LIBRERÍAS


El mundo cambia—¡vaya novedad!, dirás—y esos cambios arrastran como avalancha costumbres, oficios, modas, hábitos, palabras y lo que se te ocurra. Innumerables cosas se pierden, otras son reemplazadas, a veces mejorando lo anterior, otras empeorándolo. Para quienes amamos los libros, no pasa inadvertida que hoy la librería tal como la conocemos tiende a desaparecer. Hay varias causas que como adargas caballerescas vienen impactando en el templete de las librerías; pero que podemos resumir en una: crisis comercial.

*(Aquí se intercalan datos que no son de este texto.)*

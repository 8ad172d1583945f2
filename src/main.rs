use std::sync::Arc;
use std::time::Duration;

use actix_web::middleware::NormalizePath;
use actix_web::web::Data;
use actix_web::{App, HttpResponse, HttpServer, Responder, get};
use anyhow::Context;

mod api;
mod auth;
mod config;
mod db;
mod docs;
mod error;
mod model;
mod models;
mod payroll;
mod repo;
mod routes;
mod utils;

use config::Config;
use db::init_db;

use crate::docs::ApiDoc;
use crate::payroll::service::PayrollService;
use crate::repo::AttendanceRepository;
use crate::repo::mysql::MySqlRepository;
use tracing::info;
use tracing_appender::rolling;
use utoipa::OpenApi; // ← needed for ApiDoc::openapi()
use utoipa_swagger_ui::SwaggerUi;

#[get("/health")]
async fn health() -> impl Responder {
    HttpResponse::Ok().json(serde_json::json!({ "status": "ok" }))
}

#[actix_web::main]
async fn main() -> anyhow::Result<()> {
    let config = Config::from_env().context("Failed to load configuration")?;

    // Rolling daily log
    let file_appender = rolling::daily(&config.log_dir, "app.log");
    let (non_blocking, _guard) = tracing_appender::non_blocking(file_appender);

    tracing_subscriber::fmt()
        .with_writer(non_blocking)
        .with_max_level(config.log_level)
        .with_ansi(false)
        .with_target(false) // removes module path
        .with_level(true)
        .with_thread_ids(false)
        .with_thread_names(false)
        .pretty()
        .init();

    info!(
        standard_hours = %config.policy.standard_hours,
        ot_multiplier = %config.policy.ot_multiplier,
        deduction_rate = %config.policy.deduction_rate,
        "Server starting..."
    );

    let pool = init_db(&config.database_url, config.run_migrations).await?;
    let repo = Arc::new(MySqlRepository::new(pool));

    let payroll_service = Data::new(PayrollService::new(
        repo.clone(),
        config.policy,
        Duration::from_secs(config.period_lock_idle_secs),
    ));
    let attendance_store: Data<dyn AttendanceRepository> =
        Data::from(repo as Arc<dyn AttendanceRepository>);
    let limiter = routes::limiter_config(config.rate_protected_per_min)?;

    let server_addr = config.server_addr.clone();
    let config_data = Data::new(config);

    HttpServer::new(move || {
        App::new()
            .wrap(actix_web::middleware::Logger::default())
            .wrap(NormalizePath::trim())
            .service(
                SwaggerUi::new("/swagger-ui/{_:.*}") // ← important: wildcard {_:.*} to match JS/CSS files
                    .url("/api-doc/openapi.json", ApiDoc::openapi()),
            )
            .app_data(config_data.clone())
            .app_data(payroll_service.clone())
            .app_data(attendance_store.clone())
            .service(health)
            // Protected routes with auth + rate limiting
            .configure(|cfg| routes::configure(cfg, &config_data, &limiter))
    })
    .bind(&server_addr)
    .with_context(|| format!("Failed to bind {server_addr}"))?
    .run()
    .await?;

    Ok(())
}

               Este paulatino descenso en las ventas tiene causas y efectos. Podemos enumerar algunos: el deshábito de la compra de libros, el reemplazo por otras formas de entretenimiento y cierta crisis de lectores, posteriormente la forma de lectura provista por el mundo informático que menguó la compra de libros de papel y trajo aparejado un nuevo fenómeno que jaquea hasta cierto punto a las librerías: los libros electrónicos. Es inevitable que vamos hacia ellos, y si las librerías tradicionales no los ofrecen tarde o temprano desaparecerán.
               Ya van quedando pocos locales netamente dedicados al libro y hoy se imponen las grandes cadenas libreras que además venden películas, discos y hasta juegos electrónicos y de mesa; a la variedad de su catálogo hay que agregarle cierta uniformidad en la estética y un trato impersonal. En el afán por no perder espacio algunas librerías que conozco de Buenos Aires o de Córdoba han incorporado un sitio para el café. Es seductor saborear un buen café, compartir la charla con amigos y estar rodeado de anaqueles repletos de libros.
La crisis de la librería tradicional lleva también a la pérdida de un querible y a/preciado oficio, el de librero. En la actualidad, y salvo excepciones, los vendedores ven en el libro solo una mercancía y si no es por algún programa informático no saben qué tienen para ofrecer, y es imposible arrancarles una recomendación. Son vendedores que responden a un perfil de ventas general diseñado por las agencias de mercadeo que poco tienen que ver con los libros. Pero ser librero es mucho más que ser un vendedor de libros a secas y ya es raro encontrarlos porque en general suelen ser personas grandes que han desempeñado su tarea durante gran parte de su vida y conservan un amor por los libros que buscan compartir con sus clientes.
De las librerías entrañables recuerdo “Historias de…” en la ciudad de Mendoza, atendida por el “flaco”, un librero con aspecto de vikingo, y su pareja. Allí era posible quedarse horas hablando de Giorgio Bassani o de su autor favorito: Cortázar. Charla distendida, buen clima, amor por los libros y lectora empedernida, esa es la imagen que tengo cuando viene a mi memoria la librería “Quimhué” de  General Roca, y “Bocha” su propietaria y librera mayor.  Los vientos de cambio también se llevaron la tradicional “Siringa” en Neuquén, lugar en donde hallé no pocos tesoros bibliográficos acompañado siempre por algún gato y una música exquisita.
Si de búsqueda de tesoros hablamos es inevitable nombrar las librerías de viejo de Buenos Aires, sobre todo una de ellas: “El túnel”(nunca mejor dado este nombre, ya que hay que bajar algunos metros y la librería es un pequeño corredor atestado de libros), en Avenida de Mayo. Salgo siempre con las manos pringosas de recorrer tanto libro viejo, pero a modo de un pescador paciente, con un buen pez en la bolsa. También he conseguido verdaderas joyas en la librería “Lenzi” frente a la plaza Italia en La Plata, además de compartir buena charla sobre literatura española con su propietario.
La librería como santuario de objetos bifrontes (materiales y espirituales) está cambiando. Quizás esos cambios la lleven a ser algo bien diferente de cómo la hemos conocido; pero el/la librero/a como un verdadero mago que nos entregaba un objeto sagrado y misterioso es una especie en extinción. Vaya pues este homenaje.